For the second year running, Great Bend was the October destination for car and automobilia collectors from around the region and beyond. A diverse selection of around 100 vehicles filled Expo 1 and 2. Hand-picked by co-organizers Chris Froetschner and Chad Ehrlich, the show was intended to appeal to a wide range of potential buyers. They included trucks and cars, anywhere from an entry level project to daily drivers, up to $100,000 vehicles high-point cars. The mix is intentional, Froetschner said. The diversity ensures they don’t end up with a lot of high-end cars they can’t move, and it keeps things interesting.

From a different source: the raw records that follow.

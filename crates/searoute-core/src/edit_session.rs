//! Background change detection while a polyline is being edited.
//!
//! One poller task exists per session at most. It wakes on the surface's
//! change notifications when available, otherwise on a fixed interval, and
//! asks the controller to checkpoint if the vertices changed.

use crate::edit_history::{DrawingSurface, EditHistoryController, EditNotice, EditState};
use crate::models::GeoPoint;
use std::sync::{Arc, Mutex, MutexGuard};
use std::time::Duration;
use tokio::sync::{oneshot, watch};
use tokio::task::JoinHandle;

/// Polling cadence when the surface has no change notifications.
pub const DEFAULT_POLL_INTERVAL: Duration = Duration::from_millis(100);

pub type SharedController<S> = Arc<Mutex<EditHistoryController<S>>>;

struct Poller {
    shutdown: Option<oneshot::Sender<()>>,
    handle: JoinHandle<()>,
}

pub struct EditSession<S> {
    controller: SharedController<S>,
    poll_interval: Duration,
    poller: Option<Poller>,
}

fn lock<S>(controller: &Mutex<EditHistoryController<S>>) -> MutexGuard<'_, EditHistoryController<S>> {
    controller.lock().unwrap_or_else(|poisoned| poisoned.into_inner())
}

impl<S> EditSession<S>
where
    S: DrawingSurface + Send + 'static,
{
    pub fn new(controller: EditHistoryController<S>) -> Self {
        Self::with_interval(controller, DEFAULT_POLL_INTERVAL)
    }

    pub fn with_interval(controller: EditHistoryController<S>, poll_interval: Duration) -> Self {
        Self {
            controller: Arc::new(Mutex::new(controller)),
            poll_interval,
            poller: None,
        }
    }

    pub fn controller(&self) -> SharedController<S> {
        self.controller.clone()
    }

    /// Run `f` with the controller locked. Do not hold across an await.
    ///
    /// Transitions that end editing should go through the session methods
    /// below, which stop the poller first. A poller that finds the controller
    /// out of edit mode exits on its next wake.
    pub fn with_controller<R>(&self, f: impl FnOnce(&mut EditHistoryController<S>) -> R) -> R {
        f(&mut lock(&self.controller))
    }

    pub fn is_polling(&self) -> bool {
        self.poller.as_ref().is_some_and(|p| !p.handle.is_finished())
    }

    /// Enter edit mode and start change detection. Any previous poller is
    /// stopped before the new one starts.
    pub async fn start_edit(&mut self) -> Result<(), EditNotice> {
        self.cancel_poller().await;

        let changes = {
            let mut controller = lock(&self.controller);
            controller.start_edit()?;
            controller.surface().change_notifications()
        };

        let (tx, rx) = oneshot::channel();
        let handle = tokio::spawn(run_poller(self.controller.clone(), rx, self.poll_interval, changes));
        self.poller = Some(Poller {
            shutdown: Some(tx),
            handle,
        });
        tracing::debug!("edit poller started");
        Ok(())
    }

    /// Stop change detection, then take one last checkpoint.
    pub async fn stop_edit(&mut self) -> bool {
        self.cancel_poller().await;
        lock(&self.controller).stop_edit()
    }

    pub async fn draw(&mut self, vertices: Vec<GeoPoint>) -> Result<(), EditNotice> {
        self.transition(|c| c.draw(vertices)).await
    }

    pub async fn clear(&mut self) -> Result<(), EditNotice> {
        self.transition(EditHistoryController::clear).await
    }

    pub async fn undo(&mut self) -> Result<(), EditNotice> {
        self.transition(EditHistoryController::undo).await
    }

    pub async fn redo(&mut self) -> Result<(), EditNotice> {
        self.transition(EditHistoryController::redo).await
    }

    pub async fn smooth(&mut self) -> Result<(), EditNotice> {
        self.transition(EditHistoryController::smooth).await
    }

    async fn transition<R>(&mut self, f: impl FnOnce(&mut EditHistoryController<S>) -> R) -> R {
        self.cancel_poller().await;
        f(&mut lock(&self.controller))
    }

    async fn cancel_poller(&mut self) {
        let Some(mut poller) = self.poller.take() else {
            return;
        };
        if let Some(tx) = poller.shutdown.take() {
            let _ = tx.send(());
        }
        if let Err(err) = poller.handle.await {
            tracing::warn!("edit poller ended abnormally: {}", err);
        }
    }
}

impl<S> Drop for EditSession<S> {
    fn drop(&mut self) {
        if let Some(poller) = self.poller.take() {
            poller.handle.abort();
        }
    }
}

async fn run_poller<S: DrawingSurface>(
    controller: SharedController<S>,
    mut shutdown: oneshot::Receiver<()>,
    poll_interval: Duration,
    changes: Option<watch::Receiver<u64>>,
) {
    match changes {
        Some(mut changes) => loop {
            tokio::select! {
                _ = &mut shutdown => break,
                changed = changes.changed() => {
                    if changed.is_err() {
                        tracing::debug!("drawing surface dropped its change channel");
                        break;
                    }
                    if !poll_while_editing(&controller) {
                        break;
                    }
                }
            }
        },
        None => {
            let mut ticker = tokio::time::interval(poll_interval);
            ticker.set_missed_tick_behavior(tokio::time::MissedTickBehavior::Skip);
            loop {
                tokio::select! {
                    _ = &mut shutdown => break,
                    _ = ticker.tick() => {
                        if !poll_while_editing(&controller) {
                            break;
                        }
                    }
                }
            }
        }
    }
    tracing::debug!("edit poller stopped");
}

/// One poll; `false` once the controller has left edit mode.
fn poll_while_editing<S: DrawingSurface>(controller: &Mutex<EditHistoryController<S>>) -> bool {
    let mut controller = lock(controller);
    if controller.state() != EditState::Editing {
        tracing::debug!("controller left edit mode");
        return false;
    }
    if controller.poll() {
        tracing::trace!("checkpoint pushed");
    }
    true
}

“This is more of an event than a show. There’s always activity,” Ehrlich said. “A lot of guys will bring their kids, bring their buddies. Often, three or four guys will come together, hang out, drink some beer, eat some barbecue, sometimes they buy something, sometimes they don’t.”
“A lot of these guys grew up with some of these cars too, so it’s nostalgia and history, and it brings them back to their childhood,” Froetschner added. “It depends on what they want to do, what their abilities are, and what their budgets are. Every single person is going to be different.”
One of 17
Both Froetschner and Ehrlich were excited to see what a 1969 Camaro Z-28 owned by Steve Bowe would bring. It is one of only 17 white on white (interior and exterior) of the variety in existence. That morning, it was already bid up to $30,000 before the live auction began. Over 300 bidders were registered online, Froetschner said, and 212 had already been active prior to the start of the live auction. Many of the bids were on a dozen or so of the high-point cars.

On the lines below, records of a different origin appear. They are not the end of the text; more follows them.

use axum::{
    extract::rejection::JsonRejection,
    http::StatusCode,
    response::{IntoResponse, Response},
    Json,
};
use searoute_core::{InputError, NeedMorePoints};
use serde_json::json;
use thiserror::Error;

/// Handler failures and the status each maps to.
#[derive(Debug, Error)]
pub enum ApiError {
    #[error(transparent)]
    Input(#[from] InputError),

    #[error(transparent)]
    NeedMorePoints(#[from] NeedMorePoints),

    #[error("invalid request body: {0}")]
    Body(String),

    #[error("segment {0} not found")]
    NotFound(String),

    /// Save did not commit; the prior active version still stands.
    #[error("save failed: {0:#}")]
    SaveFailed(anyhow::Error),

    #[error("storage read failed: {0:#}")]
    Storage(anyhow::Error),
}

impl From<JsonRejection> for ApiError {
    fn from(rejection: JsonRejection) -> Self {
        ApiError::Body(rejection.body_text())
    }
}

fn bad_request(message: &str, field: Option<&str>) -> (StatusCode, Json<serde_json::Value>) {
    let mut payload = json!({ "error": message });
    if let Some(field) = field {
        payload["field"] = serde_json::Value::String(field.to_string());
    }
    (StatusCode::BAD_REQUEST, Json(payload))
}

impl IntoResponse for ApiError {
    fn into_response(self) -> Response {
        match self {
            ApiError::Input(err) => bad_request(&err.to_string(), Some(err.field())).into_response(),
            ApiError::Body(message) => bad_request(&message, None).into_response(),
            ApiError::NeedMorePoints(err) => (
                StatusCode::UNPROCESSABLE_ENTITY,
                Json(json!({
                    "error": "need more points",
                    "required": err.required,
                    "actual": err.actual,
                })),
            )
                .into_response(),
            ApiError::NotFound(segment_id) => (
                StatusCode::NOT_FOUND,
                Json(json!({ "error": format!("segment {} not found", segment_id) })),
            )
                .into_response(),
            ApiError::SaveFailed(err) => {
                tracing::error!("Segment save failed: {:#}", err);
                (
                    StatusCode::INTERNAL_SERVER_ERROR,
                    Json(json!({ "error": "failed to save segment, the previous version is unchanged" })),
                )
                    .into_response()
            }
            ApiError::Storage(err) => {
                tracing::error!("Segment read failed: {:#}", err);
                (
                    StatusCode::INTERNAL_SERVER_ERROR,
                    Json(json!({ "error": "failed to read segment" })),
                )
                    .into_response()
            }
        }
    }
}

Online, pre-bids are taken. Then, when the live auction starts, the format for online bidding changes. Those bidding through the internet choose to either set a maximum bid, or they can interact through audio and video during the live auction and bid through a facilitator.
Steve Bowe bought the Camaro three years ago to restore.
“It was in nice tired condition,” he said. It was all original, inside and out, he explained. “ Like anything, when it gets to be 50 years old, it just gets tired. I took it all apart and redid everything.”
Saturday, with seats covered in plastic and the exterior polished to a gleam, it looked like a dealership display car. It should, Bowe said. He’d only put less than three miles on it since completing the project. A list on the windshield indicated the effort he’d put into ensuring the dates and part numbers matched. It took a lot of homework.
“All the fun is in the fight. Once the fight is over, I’m ready to pass it on,” he said. It’s something he has a lot of experience with, having restored 40-50 cars over the years.
“My dad ran a car lot, and I’ve been a gearhead all my life,” he said. “I bought my first restoration in 1981. It was a Shelby. Now, I do about one each year.”
It happens during his spare time, on the weekends and evenings. “When I get close, my wife just locks the door and I stay out in the shed.”
Bowe operates a Chevrolet store in Medicine Lodge. The restorations are his hobby. In addition to the Camaro, he brought four other vehicles to the auction. By the end of the day, three had sold. The Camaro, however, did not.
No reservations
While many of the vehicles had reserves to be met, a fair number of them were marked “no reserve.”
“That means they’re going home with someone at the end of the day,”Ehrlich said. By the time the live auction started Saturday morning, online bidding was already significant.
He pointed to a white Buick with a green “no reserve” sticker on the windshield. That vehicle sold to a bidder in Washington state. Ehrlich said the new owner will arrange for a transport shipping company to deliver it.
As the auction concluded and new owners loaded up their cars on a variety of trailers, Ehrlich and Froetschner were pleased. Attendance was up, with more than 400 people through the door and more than 300 registered online bidders attending. Another key metric was up too. The sell through rate was over 60 percent, a 10-point increase over last year. All signs are pointing up for next year.